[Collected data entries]
Start of Block
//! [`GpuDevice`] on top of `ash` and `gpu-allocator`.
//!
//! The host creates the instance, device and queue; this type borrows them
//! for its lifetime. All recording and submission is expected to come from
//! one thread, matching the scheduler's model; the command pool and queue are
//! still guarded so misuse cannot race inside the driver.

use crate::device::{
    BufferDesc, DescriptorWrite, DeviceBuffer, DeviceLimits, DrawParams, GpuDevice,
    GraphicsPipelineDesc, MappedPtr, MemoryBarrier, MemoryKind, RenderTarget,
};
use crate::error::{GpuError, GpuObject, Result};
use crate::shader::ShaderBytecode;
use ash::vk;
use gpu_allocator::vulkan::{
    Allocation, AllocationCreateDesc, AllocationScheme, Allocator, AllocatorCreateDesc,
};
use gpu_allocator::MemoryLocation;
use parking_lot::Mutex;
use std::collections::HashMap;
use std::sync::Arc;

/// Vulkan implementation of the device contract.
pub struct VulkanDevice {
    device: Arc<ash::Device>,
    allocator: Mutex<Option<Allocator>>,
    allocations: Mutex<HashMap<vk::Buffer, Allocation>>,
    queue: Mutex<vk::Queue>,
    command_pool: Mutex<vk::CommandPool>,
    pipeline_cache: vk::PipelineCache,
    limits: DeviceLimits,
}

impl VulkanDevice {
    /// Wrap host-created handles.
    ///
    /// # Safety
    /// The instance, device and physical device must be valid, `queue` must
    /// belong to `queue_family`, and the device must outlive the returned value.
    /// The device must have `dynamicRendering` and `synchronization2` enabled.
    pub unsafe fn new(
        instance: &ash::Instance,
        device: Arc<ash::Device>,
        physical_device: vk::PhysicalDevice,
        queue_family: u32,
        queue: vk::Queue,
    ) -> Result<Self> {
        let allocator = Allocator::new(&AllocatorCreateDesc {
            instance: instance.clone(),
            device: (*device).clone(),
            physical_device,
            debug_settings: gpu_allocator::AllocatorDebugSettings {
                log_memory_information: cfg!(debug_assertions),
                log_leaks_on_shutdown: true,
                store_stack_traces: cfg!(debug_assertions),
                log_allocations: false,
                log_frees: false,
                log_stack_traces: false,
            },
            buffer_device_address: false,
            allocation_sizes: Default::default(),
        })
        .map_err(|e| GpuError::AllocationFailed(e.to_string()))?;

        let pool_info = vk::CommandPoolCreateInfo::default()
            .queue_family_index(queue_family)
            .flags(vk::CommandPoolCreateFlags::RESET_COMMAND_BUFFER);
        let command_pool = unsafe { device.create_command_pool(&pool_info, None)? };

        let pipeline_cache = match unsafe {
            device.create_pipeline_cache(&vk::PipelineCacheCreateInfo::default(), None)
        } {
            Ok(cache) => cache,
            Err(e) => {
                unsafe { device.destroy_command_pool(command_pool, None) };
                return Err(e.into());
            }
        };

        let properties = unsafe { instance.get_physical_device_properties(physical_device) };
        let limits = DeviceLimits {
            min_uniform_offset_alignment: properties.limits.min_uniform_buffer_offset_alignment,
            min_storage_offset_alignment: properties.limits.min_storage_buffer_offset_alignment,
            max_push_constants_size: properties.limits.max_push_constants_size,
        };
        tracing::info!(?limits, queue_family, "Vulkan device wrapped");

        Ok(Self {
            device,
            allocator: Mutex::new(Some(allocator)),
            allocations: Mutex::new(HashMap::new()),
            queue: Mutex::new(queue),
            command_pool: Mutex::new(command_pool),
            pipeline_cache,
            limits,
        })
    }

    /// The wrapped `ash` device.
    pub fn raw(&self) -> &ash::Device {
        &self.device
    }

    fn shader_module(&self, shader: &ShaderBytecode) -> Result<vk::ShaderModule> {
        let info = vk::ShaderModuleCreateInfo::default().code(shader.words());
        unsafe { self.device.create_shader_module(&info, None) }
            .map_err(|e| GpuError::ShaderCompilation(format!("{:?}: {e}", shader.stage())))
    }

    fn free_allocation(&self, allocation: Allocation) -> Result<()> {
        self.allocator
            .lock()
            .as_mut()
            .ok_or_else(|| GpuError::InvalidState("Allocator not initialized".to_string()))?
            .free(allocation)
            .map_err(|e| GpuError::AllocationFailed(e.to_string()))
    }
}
End of Block
Start of Block
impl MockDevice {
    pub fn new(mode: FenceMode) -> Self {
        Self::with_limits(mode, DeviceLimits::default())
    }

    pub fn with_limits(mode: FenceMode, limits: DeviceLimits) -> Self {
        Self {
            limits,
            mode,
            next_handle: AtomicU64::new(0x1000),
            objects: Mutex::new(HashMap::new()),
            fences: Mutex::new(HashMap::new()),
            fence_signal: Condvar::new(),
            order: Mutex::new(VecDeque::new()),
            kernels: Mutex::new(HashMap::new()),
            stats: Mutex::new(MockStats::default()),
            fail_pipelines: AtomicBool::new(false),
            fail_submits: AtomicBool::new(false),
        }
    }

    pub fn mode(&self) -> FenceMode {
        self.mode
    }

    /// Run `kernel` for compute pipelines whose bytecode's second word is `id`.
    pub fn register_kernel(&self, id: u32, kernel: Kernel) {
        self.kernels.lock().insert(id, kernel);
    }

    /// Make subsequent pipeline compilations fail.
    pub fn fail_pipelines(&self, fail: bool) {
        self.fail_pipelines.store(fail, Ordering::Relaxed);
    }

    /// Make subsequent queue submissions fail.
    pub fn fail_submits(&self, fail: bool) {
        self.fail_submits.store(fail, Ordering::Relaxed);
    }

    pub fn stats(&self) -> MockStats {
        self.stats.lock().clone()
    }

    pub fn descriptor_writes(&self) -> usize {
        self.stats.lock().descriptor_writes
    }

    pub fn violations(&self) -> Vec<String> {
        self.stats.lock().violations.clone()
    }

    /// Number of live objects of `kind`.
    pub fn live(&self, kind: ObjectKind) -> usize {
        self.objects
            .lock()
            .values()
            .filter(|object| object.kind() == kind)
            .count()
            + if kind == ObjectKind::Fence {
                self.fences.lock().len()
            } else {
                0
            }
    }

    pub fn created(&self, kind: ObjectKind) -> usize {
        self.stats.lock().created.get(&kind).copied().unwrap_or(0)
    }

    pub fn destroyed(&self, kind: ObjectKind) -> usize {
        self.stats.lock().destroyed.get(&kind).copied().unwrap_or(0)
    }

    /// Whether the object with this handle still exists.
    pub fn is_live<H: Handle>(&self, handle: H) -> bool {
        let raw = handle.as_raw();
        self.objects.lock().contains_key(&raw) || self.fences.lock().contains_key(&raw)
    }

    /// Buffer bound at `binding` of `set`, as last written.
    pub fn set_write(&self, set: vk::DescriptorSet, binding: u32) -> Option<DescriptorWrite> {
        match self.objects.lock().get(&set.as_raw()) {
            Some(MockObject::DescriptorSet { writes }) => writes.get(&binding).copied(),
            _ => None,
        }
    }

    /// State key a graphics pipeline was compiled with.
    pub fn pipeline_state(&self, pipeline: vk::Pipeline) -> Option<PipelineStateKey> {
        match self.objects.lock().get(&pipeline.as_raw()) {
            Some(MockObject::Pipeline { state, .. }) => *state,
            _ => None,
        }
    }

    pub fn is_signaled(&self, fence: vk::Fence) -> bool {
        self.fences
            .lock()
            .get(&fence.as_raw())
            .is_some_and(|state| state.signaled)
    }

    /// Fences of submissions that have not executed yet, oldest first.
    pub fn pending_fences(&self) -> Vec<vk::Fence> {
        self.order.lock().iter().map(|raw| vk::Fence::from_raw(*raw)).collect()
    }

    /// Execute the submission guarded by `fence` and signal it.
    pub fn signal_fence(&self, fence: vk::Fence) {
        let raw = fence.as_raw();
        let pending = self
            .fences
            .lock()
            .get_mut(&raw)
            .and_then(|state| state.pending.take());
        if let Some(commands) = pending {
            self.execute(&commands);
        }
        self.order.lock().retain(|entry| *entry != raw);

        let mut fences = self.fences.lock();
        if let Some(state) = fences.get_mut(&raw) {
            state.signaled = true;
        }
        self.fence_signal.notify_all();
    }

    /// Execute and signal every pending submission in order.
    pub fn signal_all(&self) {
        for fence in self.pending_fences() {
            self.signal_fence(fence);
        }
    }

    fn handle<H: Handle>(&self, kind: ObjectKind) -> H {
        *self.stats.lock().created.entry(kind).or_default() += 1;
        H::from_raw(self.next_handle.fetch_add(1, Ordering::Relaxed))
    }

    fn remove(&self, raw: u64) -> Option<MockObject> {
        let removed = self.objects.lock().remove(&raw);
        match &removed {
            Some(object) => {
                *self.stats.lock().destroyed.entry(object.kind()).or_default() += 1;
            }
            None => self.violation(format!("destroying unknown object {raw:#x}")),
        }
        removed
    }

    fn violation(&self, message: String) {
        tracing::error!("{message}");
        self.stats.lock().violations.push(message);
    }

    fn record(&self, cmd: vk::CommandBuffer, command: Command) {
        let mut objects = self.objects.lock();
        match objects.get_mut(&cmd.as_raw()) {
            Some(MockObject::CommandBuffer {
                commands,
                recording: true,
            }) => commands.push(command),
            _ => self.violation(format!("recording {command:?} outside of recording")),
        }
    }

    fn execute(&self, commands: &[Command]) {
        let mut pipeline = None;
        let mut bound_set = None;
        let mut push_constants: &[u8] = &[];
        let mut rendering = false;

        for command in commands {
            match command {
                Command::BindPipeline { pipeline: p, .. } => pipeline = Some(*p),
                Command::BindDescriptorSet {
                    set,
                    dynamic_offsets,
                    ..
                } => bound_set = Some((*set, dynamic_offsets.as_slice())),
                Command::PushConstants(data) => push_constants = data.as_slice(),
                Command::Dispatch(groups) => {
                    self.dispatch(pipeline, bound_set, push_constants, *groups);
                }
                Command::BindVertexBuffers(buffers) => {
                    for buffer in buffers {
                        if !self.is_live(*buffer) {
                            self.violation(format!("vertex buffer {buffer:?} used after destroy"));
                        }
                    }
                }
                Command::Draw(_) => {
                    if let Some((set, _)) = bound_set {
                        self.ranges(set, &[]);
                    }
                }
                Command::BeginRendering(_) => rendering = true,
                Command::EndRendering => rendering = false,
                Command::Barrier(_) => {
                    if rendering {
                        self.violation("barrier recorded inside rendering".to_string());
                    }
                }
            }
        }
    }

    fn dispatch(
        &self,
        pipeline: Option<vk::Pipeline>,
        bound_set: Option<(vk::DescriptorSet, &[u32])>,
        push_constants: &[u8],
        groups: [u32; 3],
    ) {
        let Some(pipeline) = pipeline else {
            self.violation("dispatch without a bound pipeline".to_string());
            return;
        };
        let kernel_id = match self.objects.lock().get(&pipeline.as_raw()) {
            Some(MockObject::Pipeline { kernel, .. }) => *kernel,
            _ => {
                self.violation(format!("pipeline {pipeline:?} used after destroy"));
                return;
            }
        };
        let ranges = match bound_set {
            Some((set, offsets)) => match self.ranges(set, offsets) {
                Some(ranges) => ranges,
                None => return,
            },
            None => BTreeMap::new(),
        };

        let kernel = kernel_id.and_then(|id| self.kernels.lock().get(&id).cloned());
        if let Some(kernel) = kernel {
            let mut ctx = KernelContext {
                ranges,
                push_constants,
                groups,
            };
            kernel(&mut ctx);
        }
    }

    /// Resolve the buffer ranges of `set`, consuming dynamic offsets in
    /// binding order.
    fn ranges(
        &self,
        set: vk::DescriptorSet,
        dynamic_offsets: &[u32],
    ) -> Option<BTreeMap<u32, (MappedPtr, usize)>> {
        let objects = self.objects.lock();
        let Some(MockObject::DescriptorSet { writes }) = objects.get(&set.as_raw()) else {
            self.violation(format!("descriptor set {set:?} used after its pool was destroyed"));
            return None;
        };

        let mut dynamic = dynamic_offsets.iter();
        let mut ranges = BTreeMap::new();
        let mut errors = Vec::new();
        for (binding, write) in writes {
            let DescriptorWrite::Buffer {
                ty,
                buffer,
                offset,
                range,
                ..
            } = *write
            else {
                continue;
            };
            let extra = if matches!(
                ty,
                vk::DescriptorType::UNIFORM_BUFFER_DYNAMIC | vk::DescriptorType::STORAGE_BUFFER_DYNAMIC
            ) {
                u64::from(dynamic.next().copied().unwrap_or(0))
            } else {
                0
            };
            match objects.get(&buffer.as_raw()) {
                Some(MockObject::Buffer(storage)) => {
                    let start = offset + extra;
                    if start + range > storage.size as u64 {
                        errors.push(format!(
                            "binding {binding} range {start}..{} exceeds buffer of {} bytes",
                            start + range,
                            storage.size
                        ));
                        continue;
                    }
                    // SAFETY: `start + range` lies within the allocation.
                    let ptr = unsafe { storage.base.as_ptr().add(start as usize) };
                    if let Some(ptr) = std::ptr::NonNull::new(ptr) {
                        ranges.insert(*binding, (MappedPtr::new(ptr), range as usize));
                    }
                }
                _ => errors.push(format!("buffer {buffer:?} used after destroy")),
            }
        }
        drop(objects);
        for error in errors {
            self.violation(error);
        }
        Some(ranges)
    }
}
End of Block
Start of Block
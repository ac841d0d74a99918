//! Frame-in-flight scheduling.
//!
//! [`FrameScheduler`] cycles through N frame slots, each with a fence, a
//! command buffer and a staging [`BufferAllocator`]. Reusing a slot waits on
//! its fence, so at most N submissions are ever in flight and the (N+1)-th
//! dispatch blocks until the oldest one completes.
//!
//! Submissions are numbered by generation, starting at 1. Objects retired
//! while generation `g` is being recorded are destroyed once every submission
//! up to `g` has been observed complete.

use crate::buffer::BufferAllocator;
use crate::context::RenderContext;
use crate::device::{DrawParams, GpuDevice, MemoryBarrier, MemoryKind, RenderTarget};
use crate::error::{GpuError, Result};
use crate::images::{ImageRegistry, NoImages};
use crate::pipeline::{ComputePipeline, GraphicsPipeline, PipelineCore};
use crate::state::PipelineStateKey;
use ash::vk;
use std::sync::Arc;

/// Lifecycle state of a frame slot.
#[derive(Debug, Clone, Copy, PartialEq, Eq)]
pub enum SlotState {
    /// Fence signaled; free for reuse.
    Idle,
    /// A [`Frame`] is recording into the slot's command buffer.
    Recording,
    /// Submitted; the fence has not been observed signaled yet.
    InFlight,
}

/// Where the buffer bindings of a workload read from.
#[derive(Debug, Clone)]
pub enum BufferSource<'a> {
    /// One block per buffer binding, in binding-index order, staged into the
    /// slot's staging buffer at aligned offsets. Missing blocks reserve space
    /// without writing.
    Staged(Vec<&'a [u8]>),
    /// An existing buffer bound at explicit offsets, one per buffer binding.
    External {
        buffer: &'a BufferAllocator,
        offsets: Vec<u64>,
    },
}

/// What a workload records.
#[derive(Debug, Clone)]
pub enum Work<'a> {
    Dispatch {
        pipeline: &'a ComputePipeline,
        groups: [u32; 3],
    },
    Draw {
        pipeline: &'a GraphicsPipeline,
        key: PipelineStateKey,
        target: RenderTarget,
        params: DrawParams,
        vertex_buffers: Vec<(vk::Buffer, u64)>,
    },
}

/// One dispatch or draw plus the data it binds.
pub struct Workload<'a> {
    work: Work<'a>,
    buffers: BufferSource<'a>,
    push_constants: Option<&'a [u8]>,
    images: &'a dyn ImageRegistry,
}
End of Block
Search the data for the word "copied" and copy each line where it appears.

        self.stats.lock().created.get(&kind).copied().unwrap_or(0)
        self.stats.lock().destroyed.get(&kind).copied().unwrap_or(0)
            Some(MockObject::DescriptorSet { writes }) => writes.get(&binding).copied(),
                u64::from(dynamic.next().copied().unwrap_or(0))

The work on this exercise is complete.